Thursday, July 14, 2011

JAMA Proposes Taking Obese Children from Parents

According to David Ludwig in the Journal of the American Medical Association, states should take obese children from their parents and put the children in foster care.

After all, obesity can increase the risk of many diseases.  Obese children may develop life-threatening conditions later in life.  Therefore, allowing a child to be overweight is a kind of child abuse, and the state must step in to protect the child.

However, it is impossible to single parents out when a child is overweight.  Many factors contribute to a child's weight.  As University of Pennsylvania bioethicist Art Caplan notes, "obese children are victims of advertising, marketing, peer pressure and bullying, things a parent can't control."  Yanking children out of their homes does not address those other factors.

States are already struggling to provide basic services.  Child abuse cases can go on for a year or more, and every case will require bailiffs, clerks, judges, attorneys, and social workers.  Every child will require a state-subsidized foster home, which are already in short supply.  If the state gets its hands on the two million overweight children in America, the entire system will collapse under the added case load.

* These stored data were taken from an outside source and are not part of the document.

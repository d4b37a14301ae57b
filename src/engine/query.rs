//! Compile-time-typed queries over archetype storage.
//!
//! A [`Query`] selects every archetype whose mask is a superset of its
//! include mask and disjoint from its exclude mask, then iterates the
//! matching rows with typed references produced at the boundary. The
//! value component list is a tuple type parameter, so a visitor whose
//! parameter types disagree with the query simply does not compile.
//!
//! ## Execution model
//! Per matching archetype: snapshot the entity count at entry, skip empty
//! archetypes, fetch the typed column base pointers once, then visit rows
//! in ascending index order. Archetype visit order is unspecified.
//!
//! ## Const-correctness
//! [`each`](Query::each) borrows the world shared and yields shared
//! component references; [`each_mut`](Query::each_mut) requires an
//! exclusive world borrow to yield mutable ones. Running a mutating
//! visitor over a shared world borrow is therefore a compile-time error,
//! and no re-entrant world mutation can invalidate an archetype mid-
//! iteration.

use std::marker::PhantomData;
use std::ptr::NonNull;

use crate::engine::archetype::Archetype;
use crate::engine::component::{Component, ComponentSet};
use crate::engine::error::RegistryError;
use crate::engine::storage::Column;
use crate::engine::types::{ComponentMask, ComponentTypeId, EntityId};
use crate::engine::world::World;

/// A tuple of value component types a query yields per entity.
///
/// Implemented for `()` (matches every archetype, yields nothing) and
/// tuples of up to eight [`Component`] types.
pub trait ComponentQuery: ComponentSet {
    /// Shared references to one row, in declaration order.
    type Item<'a>;
    /// Exclusive references to one row, in declaration order.
    type ItemMut<'a>;

    /// Builds [`Self::Item`] for `row` from column base pointers laid out
    /// in declaration order.
    ///
    /// # Safety
    /// `bases[i]` must be the base pointer of a live column of the i-th
    /// element type with more than `row` elements, and the produced
    /// references must not outlive the storage or alias a mutable borrow.
    unsafe fn item<'a>(bases: &[NonNull<u8>], row: usize) -> Self::Item<'a>;

    /// Builds [`Self::ItemMut`] for `row`.
    ///
    /// # Safety
    /// As [`item`](Self::item), and additionally the caller must
    /// guarantee exclusive access to the touched rows.
    unsafe fn item_mut<'a>(bases: &[NonNull<u8>], row: usize) -> Self::ItemMut<'a>;

    /// Shared column slices over one whole archetype, in declaration
    /// order.
    type Slice<'a>;
    /// Exclusive column slices over one whole archetype, in declaration
    /// order.
    type SliceMut<'a>;

    /// Shared references to the components of the entity at `index`
    /// inside `archetype`, or `None` if any element type is absent.
    fn fetch(archetype: &Archetype, index: usize) -> Option<Self::Item<'_>>;

    /// Builds [`Self::Slice`] covering `len` rows from column base
    /// pointers laid out in declaration order.
    ///
    /// # Safety
    /// As [`item`](Self::item), for the whole `0..len` range.
    unsafe fn slice<'a>(bases: &[NonNull<u8>], len: usize) -> Self::Slice<'a>;

    /// Builds [`Self::SliceMut`] covering `len` rows.
    ///
    /// # Safety
    /// As [`item_mut`](Self::item_mut), for the whole `0..len` range.
    unsafe fn slice_mut<'a>(bases: &[NonNull<u8>], len: usize) -> Self::SliceMut<'a>;
}

impl ComponentQuery for () {
    type Item<'a> = ();
    type ItemMut<'a> = ();
    type Slice<'a> = ();
    type SliceMut<'a> = ();

    unsafe fn item<'a>(_bases: &[NonNull<u8>], _row: usize) -> Self::Item<'a> {}

    unsafe fn item_mut<'a>(_bases: &[NonNull<u8>], _row: usize) -> Self::ItemMut<'a> {}

    fn fetch(_archetype: &Archetype, _index: usize) -> Option<Self::Item<'_>> {
        Some(())
    }

    unsafe fn slice<'a>(_bases: &[NonNull<u8>], _len: usize) -> Self::Slice<'a> {}

    unsafe fn slice_mut<'a>(_bases: &[NonNull<u8>], _len: usize) -> Self::SliceMut<'a> {}
}

macro_rules! impl_component_query {
    ($(($component:ident, $index:tt)),+) => {
        impl<$($component: Component),+> ComponentQuery for ($($component,)+) {
            type Item<'a> = ($(&'a $component,)+);
            type ItemMut<'a> = ($(&'a mut $component,)+);
            type Slice<'a> = ($(&'a [$component],)+);
            type SliceMut<'a> = ($(&'a mut [$component],)+);

            unsafe fn item<'a>(bases: &[NonNull<u8>], row: usize) -> Self::Item<'a> {
                ($(unsafe { &*bases[$index].as_ptr().cast::<$component>().add(row) },)+)
            }

            unsafe fn item_mut<'a>(bases: &[NonNull<u8>], row: usize) -> Self::ItemMut<'a> {
                ($(unsafe { &mut *bases[$index].as_ptr().cast::<$component>().add(row) },)+)
            }

            fn fetch(archetype: &Archetype, index: usize) -> Option<Self::Item<'_>> {
                Some(($(archetype.component_at::<$component>(index)?,)+))
            }

            unsafe fn slice<'a>(bases: &[NonNull<u8>], len: usize) -> Self::Slice<'a> {
                ($(unsafe {
                    core::slice::from_raw_parts(bases[$index].as_ptr().cast::<$component>(), len)
                },)+)
            }

            unsafe fn slice_mut<'a>(bases: &[NonNull<u8>], len: usize) -> Self::SliceMut<'a> {
                ($(unsafe {
                    core::slice::from_raw_parts_mut(bases[$index].as_ptr().cast::<$component>(), len)
                },)+)
            }
        }
    };
}

impl_component_query!((A, 0));
impl_component_query!((A, 0), (B, 1));
impl_component_query!((A, 0), (B, 1), (C, 2));
impl_component_query!((A, 0), (B, 1), (C, 2), (D, 3));
impl_component_query!((A, 0), (B, 1), (C, 2), (D, 3), (E, 4));
impl_component_query!((A, 0), (B, 1), (C, 2), (D, 3), (E, 4), (F, 5));
impl_component_query!((A, 0), (B, 1), (C, 2), (D, 3), (E, 4), (F, 5), (G, 6));
impl_component_query!((A, 0), (B, 1), (C, 2), (D, 3), (E, 4), (F, 5), (G, 6), (H, 7));

/// A typed view over every archetype matching an include/exclude mask
/// pair.
///
/// Holds no storage: queries are transient views constructed against the
/// registry and applied to any world.
pub struct Query<Q: ComponentQuery> {
    include: ComponentMask,
    exclude: ComponentMask,
    ids: Vec<ComponentTypeId>,
    _marker: PhantomData<fn() -> Q>,
}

This proposal is an unprecedented expansion of the state's intrusion into parenting.  Foster care should be a last resort when it is truly necessary to safe a child from imminent harm.  If letting a child gain weight is to be considered child abuse, then there is no end in sight.  Not brushing, not flossing, staying up too late at night?  Here comes the state, which knows better and has to protect your children from you.

States can and should step in when a parent's actions directly endanger a child.  However, states can not and should not interfere with parenting on the tenuous basis that a parent maybe is not doing enough to prevent a condition that may increase the risk of health problems years in the future.  As with most well-intentioned but poorly-thought-out proposals, the consequences are worse than the supposed cure.